Methodology principles
- Practical over aspirational
- Evidence over sales claims
- Product usability over vague readiness language
- Actionability over long reports
Scores should be based on the surfaces that matter in real agent workflows: discovering capabilities, authenticating, taking safe actions, handling failures, and reacting to changes. The goal is not to produce a perfect theoretical rating. The goal is to make a manual assessment legible and actionable.
Scoring categories
| Category | What it checks |
|---|---|
| API readiness | Whether the API exposes the workflow with predictable inputs, outputs, and machine-usable behavior. |
| Auth friction | Whether access can be granted and maintained without brittle manual workarounds. |
| Action safety | Whether write paths include safeguards, reversibility, or risk-reduction patterns. |
| Docs clarity | Whether an agent builder can implement from the docs and examples you reviewed without hidden assumptions. |
| Webhook / event support | Whether the product exposes useful state changes for reactive workflows. |
| Sandbox / demo availability | Whether there is a safe place to test before touching production. |
| Rate-limit transparency | Whether limits and throttling behavior are clear enough for agent adaptation. |
| Error recovery | Whether structured errors and retry-friendly responses help agents recover. |
| MCP readiness | Whether the product shows a practical path into emerging tool-based agent ecosystems. |
Confidence matters
Every score should be read together with confidence.
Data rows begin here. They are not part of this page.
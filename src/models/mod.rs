//! Request and Response models for the service API
//!
//! This module defines the DTOs (Data Transfer Objects) used for
//! serializing/deserializing HTTP request and response bodies, plus the
//! persisted record type.

pub mod record;
pub mod requests;
pub mod responses;

// Re-export commonly used types
pub use record::Record;
pub use requests::{CacheQuery, CreateRecordRequest, SetCacheRequest};
pub use responses::{
    CacheValueResponse, ComponentStatus, ErrorResponse, HealthResponse, OverallStatus,
    StatusResponse,
};
//! In-process store used in place of PostgreSQL by the test suites.

use std::sync::atomic::{AtomicBool, Ordering};

use async_trait::async_trait;
use tokio::sync::RwLock;

use super::RecordStore;
use crate::error::{AppError, Result};
use crate::models::Record;

/// Vec-backed store with SERIAL-style ids.
///
/// [`MemoryStore::set_available`] simulates an outage: while unavailable every
/// call fails with [`AppError::Database`].
#[derive(Debug)]
pub struct MemoryStore {
    records: RwLock<Vec<Record>>,
    available: AtomicBool,
}

impl MemoryStore {
    pub fn new() -> Self {
        Self {
            records: RwLock::new(Vec::new()),
            available: AtomicBool::new(true),
        }
    }

    pub fn set_available(&self, available: bool) {
        self.available.store(available, Ordering::SeqCst);
    }

    /// Number of stored records.
    pub async fn len(&self) -> usize {
        self.records.read().await.len()
    }

    pub async fn is_empty(&self) -> bool {
        self.records.read().await.is_empty()
    }

    fn check_available(&self) -> Result<()> {
        if self.available.load(Ordering::SeqCst) {
            Ok(())
        } else {
            Err(AppError::Database("connection refused".to_string()))
        }
    }
}

impl Default for MemoryStore {
    fn default() -> Self {
        Self::new()
    }
}

#[async_trait]
impl RecordStore for MemoryStore {
    async fn ping(&self) -> Result<()> {
        self.check_available()
    }

    async fn insert(&self, name: &str, data: &str) -> Result<i32> {
        self.check_available()?;
        let mut records = self.records.write().await;
        // Ids keep growing like a sequence, never reused.
        let id = records.last().map_or(1, |r| r.id + 1);
        records.push(Record {
            id,
            name: name.to_string(),
            data: data.to_string(),
            created_at: Some(chrono::Utc::now().naive_utc()),
        });
        Ok(id)
    }

    async fn list_all(&self) -> Result<Vec<Record>> {
        self.check_available()?;
        Ok(self.records.read().await.clone())
    }
}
- High confidence: based on direct evidence such as current docs, hands-on testing, or clear product references.
- Medium confidence: based on useful but incomplete evidence, such as partial docs or limited testing.
- Low confidence: based on thin, indirect, or outdated public signal.
A low-confidence high score should not be treated as a strong result.
How to read the result
A strong score usually means your evidence suggests the product exposes the workflow through a usable API, access can be granted cleanly, agents can act with clear boundaries, docs reduce ambiguity, and event and test support make automation more reliable.
A weak score usually means part of the workflow is still human-only, authentication is hard to automate safely, there are few safeguards around writes, docs leave too many unknowns, or testing and operational controls are weak.
AgentGrade is informational. It is not a legal opinion, security certification, compliance certification, or guarantee of production safety. It also does not claim to have independently reviewed the submitted product unless a separate human review process exists outside this page.